[[ ENTRIES SHOWN open ]]
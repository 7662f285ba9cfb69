use std::borrow::Cow;

use serde::{Deserialize, Serialize};
use time::OffsetDateTime;

use crate::errors::DeskError;
use crate::normalization;
use crate::record::{require, Kind, Span};

statuses! {
    RepairStatus {
        Pending => "Pending",
        InProgress => "In Progress",
        Completed => "Completed",
    }
}

/// A set-top box brought in for repair.
#[derive(Clone, Debug, PartialEq, Deserialize, Serialize)]
pub struct Repair {
    pub icno: String,

    pub mobile: String,

    #[serde(deserialize_with = "normalization::deserialize")]
    pub user_name: String,

    /// The model of the box.
    pub stb_model: String,

    /// What the customer reported.
    pub issue_description: String,
}

impl Kind for Repair {
    type Status = RepairStatus;

    const COLLECTION: &'static str = "repairs";
    const INITIAL_STATUS: RepairStatus = RepairStatus::Pending;

    fn searchable(&self) -> Vec<Cow<'_, str>> {
        vec![
            Cow::Borrowed(self.icno.as_str()),
            Cow::Borrowed(self.mobile.as_str()),
            Cow::Borrowed(self.user_name.as_str()),
        ]
    }

    fn span(&self, created_at: OffsetDateTime) -> Span {
        Span::On(created_at.date())
    }

    fn validate(&self) -> Result<(), DeskError> {
        require("icno", &self.icno)?;
        require("mobile", &self.mobile)?;
        require("user_name", &self.user_name)?;
        require("stb_model", &self.stb_model)?;
        require("issue_description", &self.issue_description)
    }
}
use std::sync::Arc;

use futures::future::{BoxFuture, FutureExt};
use warp::http::StatusCode;
use warp::reject;
use warp::reply::{json, Reply};
use warp::Filter;

use super::response::SuccessResponse;

pub fn make_healthz_route() -> impl Filter<Extract = (impl Reply,), Error = reject::Rejection> + Clone {
    warp::path("healthz").and(warp::get()).map(move || {
        json(&SuccessResponse::Healthz {
            revision: info::REVISION,
            timestamp: info::BUILD_TIMESTAMP,
            version: info::VERSION,
        })
    })
}

type TerminationFuture<'a> = BoxFuture<'a, ()>;

pub type TerminationFunctionWrapper<'a> = Arc<dyn Fn() -> TerminationFuture<'a> + Send + Sync + 'a>;

pub fn make_termination_route<'a>(
    terminate: TerminationFunctionWrapper<'a>,
) -> impl Filter<Extract = (impl Reply,), Error = reject::Rejection> + Clone + 'a {
    let handler = move || -> BoxFuture<Result<StatusCode, std::convert::Infallible>> {
        let terminate = terminate.clone();

        async move {
            let future = terminate();
            future.await;
            Ok(StatusCode::NO_CONTENT)
        }
        .boxed()
    };

    warp::path("terminate").and(warp::post()).and_then(handler)
}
[[ ENTRIES SHOWN closed ]]
When you come to the line containing "of the box.", give it and stop; before that, repeat each line of the material exactly from the first one.

repository 7662f285ba9cfb69
use std::borrow::Cow;

use serde::{Deserialize, Serialize};
use time::OffsetDateTime;

use crate::errors::DeskError;
use crate::normalization;
use crate::record::{require, Kind, Span};

statuses! {
    RepairStatus {
        Pending => "Pending",
        InProgress => "In Progress",
        Completed => "Completed",
    }
}

/// A set-top box brought in for repair.
#[derive(Clone, Debug, PartialEq, Deserialize, Serialize)]
pub struct Repair {
    pub icno: String,

    pub mobile: String,

    #[serde(deserialize_with = "normalization::deserialize")]
    pub user_name: String,

    /// The model of the box.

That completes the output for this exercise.